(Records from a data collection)

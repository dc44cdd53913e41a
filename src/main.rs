//! ナレッジベース共有UI（Leptos CSR）
//!
//! カード一覧・共有権限モーダル・ツールチップの3コンポーネントと
//! それらを載せるデモ用ダッシュボードで構成する

mod components;
mod models;
mod utils;
mod views;

use leptos::*;

use views::Dashboard;

#[component]
fn App() -> impl IntoView {
    view! {
        <div class="app">
            <header class="app-header">
                <h1>"Knowledge Base Sharing"</h1>
            </header>
            <main>
                <Dashboard/>
            </main>
        </div>
    }
}

fn main() {
    console_error_panic_hook::set_once();
    mount_to_body(App);
}
/// ダッシュボードに並べるモックフォルダ
pub fn mock_folders() -> Vec<KnowledgeFolder> {
    let folder = |id: &str, title: &str, emoji: &str, visibility, is_central, tags: &[&str]| {
        KnowledgeFolder {
            id: id.to_string(),
            title: title.to_string(),
            emoji: emoji.to_string(),
            visibility,
            is_central,
            role_tags: tags.iter().map(|t| t.to_string()).collect(),
        }
    };
    vec![
        folder("kb-product", "Product Handbook", "📘", Visibility::Public, true, &[]),
        folder("kb-design", "Design Guidelines", "🎨", Visibility::Private, true, &[]),
        folder("kb-onboarding", "Onboarding", "🚀", Visibility::Public, true, &[]),
        folder("kb-people", "People Directory", "👥", Visibility::Private, false, &[]),
        folder("kb-announcements", "Announcements", "📣", Visibility::Public, false, &["system"]),
    ]
}

#[cfg(test)]
mod tests {
    use super::*;

    #[test]
    fn test_permission_roundtrip() {
        for p in Permission::ALL {
            assert_eq!(Permission::parse(p.as_str()), Some(p));
        }
        assert_eq!(PermissionChoice::parse("Revoke"), Some(PermissionChoice::Revoke));
        assert_eq!(
            PermissionChoice::parse("Can edit"),
            Some(PermissionChoice::Grant(Permission::CanEdit))
        );
        assert_eq!(PermissionChoice::parse("owner"), None);
    }

    #[test]
    fn test_email_validation() {
        assert!(is_valid_email("user@example.com"));
        assert!(is_valid_email("first.last@sub.example.co"));
        assert!(!is_valid_email("not-an-email"));
        assert!(!is_valid_email("user@example"));
        assert!(!is_valid_email("@example.com"));
        assert!(!is_valid_email("user@.com"));
        assert!(!is_valid_email("user@example."));
        assert!(!is_valid_email("us er@example.com"));
        assert!(!is_valid_email("user@@example.com"));
    }

    #[test]
    fn test_confirm_email_becomes_user_tag() {
        let tag = confirm_invite_text("  user@example.com  ", &[], &[], 1_000.0).unwrap();
        assert_eq!(tag.kind, InviteKind::User);
        assert_eq!(tag.name, "user@example.com");
        assert_eq!(tag.email.as_deref(), Some("user@example.com"));
        assert_eq!(tag.id, "email-1000");
    }

    #[test]
    fn test_confirm_rejects_invalid_text() {
        let dir = MockDirectory::seeded();
        let err = confirm_invite_text("not-an-email", &dir.groups, &[], 0.0).unwrap_err();
        assert_eq!(err, InviteError::NotAValidEmail);
        assert_eq!(err.to_string(), "This is not a valid email");

        let err = confirm_invite_text("bad@@mail.com", &dir.groups, &[], 0.0).unwrap_err();
        assert_eq!(err, InviteError::NotAValidEmail);
    }

    #[test]
    fn test_confirm_matches_group_name_case_insensitively() {
        let dir = MockDirectory::seeded();
        let tag = confirm_invite_text("engineering team", &dir.groups, &[], 0.0).unwrap();
        assert_eq!(tag.kind, InviteKind::Group);
        assert_eq!(tag.id, "1");
        assert_eq!(tag.name, "Engineering Team");
    }

    #[test]
    fn test_confirm_matches_suggested_group() {
        let (_, suggested) = MockDirectory::suggested(0.0);
        let tag = confirm_invite_text("DESIGN TEAM", &[], &suggested, 0.0).unwrap();
        assert_eq!(tag.kind, InviteKind::Group);
        assert_eq!(tag.id, "suggest-group-1");
        assert_eq!(tag.name, "Design Team");
    }

    #[test]
    fn test_revoke_removes_exactly_one_user() {
        let mut dir = MockDirectory::seeded();
        dir.upsert_user_permission("2", PermissionChoice::Revoke);
        let ids: Vec<_> = dir.users.iter().map(|u| u.id.as_str()).collect();
        assert_eq!(ids, vec!["1", "3"]);
        assert_eq!(dir.users[0].permission, Permission::FullAccess);
    }

    #[test]
    fn test_grant_updates_permission_in_place() {
        let mut dir = MockDirectory::seeded();
        dir.upsert_user_permission("3", PermissionChoice::Grant(Permission::FullAccess));
        assert_eq!(dir.users.len(), 3);
        assert_eq!(dir.users[2].permission, Permission::FullAccess);

        dir.upsert_group_permission("2", Permission::FullAccess);
        assert_eq!(dir.groups[1].permission, Permission::FullAccess);
    }

    #[test]
    fn test_listing_sorts_by_recency() {
        let dir = MockDirectory::seeded();
        let users: Vec<_> = dir.list_users().iter().map(|u| u.id.clone()).collect();
        assert_eq!(users, vec!["1", "2", "3"]);
        let groups: Vec<_> = dir.list_groups().iter().map(|g| g.id.clone()).collect();
        assert_eq!(groups, vec!["1", "2"]);
    }

    #[test]
    fn test_create_from_invite_materializes_tags() {
        let mut dir = MockDirectory::seeded();
        let submit_time = 1_705_300_000_000.0;
        let tags = vec![
            InviteTag {
                id: "email-1".to_string(),
                name: "new.user@example.com".to_string(),
                kind: InviteKind::User,
                email: Some("new.user@example.com".to_string()),
            },
            InviteTag {
                id: "suggest-1".to_string(),
                name: "John Doe".to_string(),
                kind: InviteKind::User,
                email: None,
            },
            InviteTag {
                id: "suggest-group-1".to_string(),
                name: "Design Team".to_string(),
                kind: InviteKind::Group,
                email: None,
            },
        ];
        dir.create_from_invite(&tags, Permission::CanEdit, submit_time);

        assert_eq!(dir.users.len(), 5);
        assert_eq!(dir.groups.len(), 3);
        // 先頭に追加され、全員が選択した権限と送信時刻を持つ
        assert_eq!(dir.users[0].id, "suggest-1");
        assert_eq!(dir.users[0].email, "John Doe@company.com");
        assert_eq!(dir.users[1].email, "new.user@example.com");
        assert_eq!(dir.groups[0].member_count, DEFAULT_GROUP_MEMBER_COUNT);
        assert!(dir.groups[0].members.is_empty());
        for user in &dir.users[..2] {
            assert_eq!(user.permission, Permission::CanEdit);
            assert!(user.added_at >= submit_time);
            assert_eq!(user.avatar, PLACEHOLDER_AVATAR);
        }
        assert_eq!(dir.groups[0].permission, Permission::CanEdit);
        assert!(dir.groups[0].added_at >= submit_time);
    }

    #[test]
    fn test_suggestions_exclude_existing_ids() {
        let mut dir = MockDirectory::seeded();
        let (sugg_users, sugg_groups) = MockDirectory::suggested(0.0);
        let pool = available_suggestions(&sugg_users, &sugg_groups, &dir.users, &dir.groups);
        assert_eq!(pool.len(), 3);

        // John Doeを招待済みにすると候補から消える
        dir.create_from_invite(
            &[Suggestion::User(sugg_users[0].clone()).to_tag()],
            Permission::ViewOnly,
            1.0,
        );
        let pool = available_suggestions(&sugg_users, &sugg_groups, &dir.users, &dir.groups);
        assert_eq!(pool.len(), 2);
        assert!(pool.iter().all(|s| s.id() != "suggest-1"));
    }

    #[test]
    fn test_filter_suggestions_matches_name_and_email() {
        let (sugg_users, sugg_groups) = MockDirectory::suggested(0.0);
        let pool = available_suggestions(&sugg_users, &sugg_groups, &[], &[]);

        assert!(filter_suggestions("", &pool).is_empty());
        assert!(filter_suggestions("   ", &pool).is_empty());

        let hits = filter_suggestions("WILSON", &pool);
        assert_eq!(hits.len(), 1);
        assert_eq!(hits[0].id(), "suggest-2");

        // メールアドレスにも部分一致する
        let hits = filter_suggestions("john.doe@", &pool);
        assert_eq!(hits.len(), 1);
        assert_eq!(hits[0].id(), "suggest-1");

        let hits = filter_suggestions("design", &pool);
        assert_eq!(hits.len(), 1);
        assert_eq!(hits[0].id(), "suggest-group-1");
    }

    #[test]
    fn test_toggle_group_is_idempotent_per_click() {
        let mut expanded = HashSet::new();
        toggle_group(&mut expanded, "1");
        assert!(expanded.contains("1"));
        toggle_group(&mut expanded, "1");
        assert!(!expanded.contains("1"));
        toggle_group(&mut expanded, "1");
        assert!(expanded.contains("1"));
    }
}
pub mod dashboard;

pub use dashboard::Dashboard;
pub mod kb_card;
pub mod share_modal;
pub mod tooltip;

pub use kb_card::KnowledgeBaseCard;
pub use share_modal::SharePermissionModal;
pub use tooltip::Tooltip;
//! Generate-ahead / cleanup-behind window
//!
//! Keeps world memory bounded: platforms are created in small batches while
//! the top of the tower is within reach of the player, and dropped once they
//! are far enough below.

use super::generator::WorldGenerator;
use super::rng::RandomSource;
use super::world::{Platform, World};
use crate::settings::WindowSettings;

/// What one window pass changed
#[derive(Debug, Clone, Default)]
pub struct WindowReport {
    pub generated: Vec<Platform>,
    pub evicted: Vec<Platform>,
}

impl WindowReport {
    /// True when the live platform collection changed
    pub fn changed(&self) -> bool {
        !self.generated.is_empty() || !self.evicted.is_empty()
    }
}

/// Decides when to generate and what to evict
#[derive(Debug, Clone)]
pub struct WindowManager {
    settings: WindowSettings,
    /// `now` of the last pass (None until the first pass of a run)
    last_check: Option<f64>,
}

impl WindowManager {
    pub fn new(settings: WindowSettings) -> Self {
        Self {
            settings,
            last_check: None,
        }
    }

    pub fn settings(&self) -> &WindowSettings {
        &self.settings
    }

    /// Change the pass interval (seconds, 0 = every tick)
    pub fn set_check_interval(&mut self, seconds: f64) {
        self.settings.check_interval = seconds.max(0.0);
    }

    /// Throttle gate: true (and arms the next interval) if a pass is due at `now`
    pub fn due(&mut self, now: f64) -> bool {
        let due = match self.last_check {
            None => true,
            Some(last) => now - last >= self.settings.check_interval,
        };
        if due {
            self.last_check = Some(now);
        }
        due
    }

    /// Upper bound on live platforms in steady state for these settings.
    ///
    /// Live platforms span at most `lookahead + cleanup_distance` plus the
    /// one platform that overshoots the lookahead line.
    pub fn live_bound(&self, min_spacing: f32) -> usize {
        let span = self.settings.lookahead + self.settings.cleanup_distance;
        (span / min_spacing.max(1.0)).ceil() as usize + 1
    }

    /// Run one pass: generate ahead of `player_y`, then evict behind it.
    pub fn tick(
        &mut self,
        player_y: f32,
        world: &mut World,
        generator: &mut WorldGenerator,
        rng: &mut dyn RandomSource,
    ) -> WindowReport {
        let mut report = WindowReport::default();

        // Top of the tower must sit at least `lookahead` above the player
        for _ in 0..self.settings.batch {
            if player_y - world.highest_y() >= self.settings.lookahead {
                break;
            }
            match generator.generate_next(world, rng) {
                Some(platform) => report.generated.push(platform),
                None => break,
            }
        }

        report.evicted = world.evict_below(player_y + self.settings.cleanup_distance);

        if report.changed() {
            log::debug!(
                "Window pass at y={}: +{} -{} (live {})",
                player_y,
                report.generated.len(),
                report.evicted.len(),
                world.len()
            );
        }
        report
    }

    /// Forget the throttle clock for a fresh run
    pub fn reset(&mut self) {
        self.last_check = None;
    }
}

#[cfg(test)]
mod tests {
    use super::*;
    use crate::settings::Settings;
    use crate::sim::rng::PcgSource;

    fn setup() -> (WindowManager, WorldGenerator, World, PcgSource) {
        let settings = Settings::default();
        (
            WindowManager::new(settings.window),
            WorldGenerator::new(settings.world.clone()),
            World::new(settings.world.start_y),
            PcgSource::new(5),
        )
    }

    #[test]
    fn test_generates_until_lookahead_covered() {
        let (mut window, mut generator, mut world, mut rng) = setup();
        let report = window.tick(4800.0, &mut world, &mut generator, &mut rng);
        // 9 × 120 = 1080 is the first multiple past the 1000 lookahead
        assert_eq!(report.generated.len(), 9);
        assert!(report.evicted.is_empty());
        assert!(4800.0 - world.highest_y() >= 1000.0);

        // Already covered: nothing more this pass
        let report = window.tick(4800.0, &mut world, &mut generator, &mut rng);
        assert!(report.generated.is_empty());
    }

    #[test]
    fn test_batch_caps_one_pass() {
        let mut settings = Settings::default();
        settings.window.lookahead = 3000.0;
        let mut window = WindowManager::new(settings.window);
        let mut generator = WorldGenerator::new(settings.world.clone());
        let mut world = World::new(settings.world.start_y);
        let mut rng = PcgSource::new(5);

        let report = window.tick(4800.0, &mut world, &mut generator, &mut rng);
        assert_eq!(report.generated.len(), 10);
        let report = window.tick(4800.0, &mut world, &mut generator, &mut rng);
        assert_eq!(report.generated.len(), 10);
    }

    #[test]
    fn test_idle_when_lookahead_satisfied() {
        let (mut window, mut generator, mut world, mut rng) = setup();
        generator.seed_initial(&mut world, &mut rng, 4800.0, 1500.0);
        let before = world.len();
        let report = window.tick(4800.0, &mut world, &mut generator, &mut rng);
        assert!(!report.changed());
        assert_eq!(world.len(), before);
    }

    #[test]
    fn test_evicts_platforms_far_below() {
        let (mut window, mut generator, mut world, mut rng) = setup();
        generator.seed_initial(&mut world, &mut rng, 4800.0, 3000.0);
        let player_y = 1500.0;
        let report = window.tick(player_y, &mut world, &mut generator, &mut rng);
        assert!(!report.evicted.is_empty());
        assert!(report.evicted.iter().all(|p| p.y > player_y + 2000.0));
        assert!(world.platforms().iter().all(|p| p.y <= player_y + 2000.0));
    }

    #[test]
    fn test_stops_at_ceiling_without_failing() {
        let (mut window, mut generator, mut world, mut rng) = setup();
        let top = generator.settings().min_platform_y;
        for _ in 0..2000 {
            window.tick(top, &mut world, &mut generator, &mut rng);
        }
        let report = window.tick(top, &mut world, &mut generator, &mut rng);
        assert!(report.generated.is_empty());
        assert!(world.platforms().iter().all(|p| p.y > top));
    }

    #[test]
    fn test_throttle() {
        let (mut window, ..) = setup();
        assert!(window.due(0.0));
        assert!(!window.due(0.05));
        assert!(window.due(0.1));
        assert!(!window.due(0.15));
        window.set_check_interval(0.0);
        assert!(window.due(0.15));
        assert!(window.due(0.15));
    }

    #[test]
    fn test_live_bound_holds_while_climbing() {
        let (mut window, mut generator, mut world, mut rng) = setup();
        let bound = window.live_bound(generator.settings().base_spacing);
        // (1000 + 2000) / 120 platforms plus the one past the lookahead line
        assert_eq!(bound, 26);

        let mut y = 4800.0;
        let mut peak = 0;
        for _ in 0..10_000 {
            window.tick(y, &mut world, &mut generator, &mut rng);
            assert!(world.len() <= bound, "{} > {}", world.len(), bound);
            // The top platform never overshoots the lookahead by more than one gap
            if generator.can_generate(&world) {
                assert!(y - world.highest_y() < 1000.0 + generator.spacing_at(world.highest_y()) + 1.0);
            }
            peak = peak.max(world.len());
            y -= 5.0;
        }
        assert!(peak >= 20, "peak {} suspiciously low", peak);
    }
}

(What to do) The expected output is the exact run of lines from the start of the entries through the line with "pub fn mock_folders()", inclusive.

(Answer to the exercise)
repository dc44cdd53913e41a
filename src/main.rs
//! ナレッジベース共有UI（Leptos CSR）
//!
//! カード一覧・共有権限モーダル・ツールチップの3コンポーネントと
//! それらを載せるデモ用ダッシュボードで構成する

mod components;
mod models;
mod utils;
mod views;

use leptos::*;

use views::Dashboard;

#[component]
fn App() -> impl IntoView {
    view! {
        <div class="app">
            <header class="app-header">
                <h1>"Knowledge Base Sharing"</h1>
            </header>
            <main>
                <Dashboard/>
            </main>
        </div>
    }
}

fn main() {
    console_error_panic_hook::set_once();
    mount_to_body(App);
}
/// ダッシュボードに並べるモックフォルダ
pub fn mock_folders() -> Vec<KnowledgeFolder> {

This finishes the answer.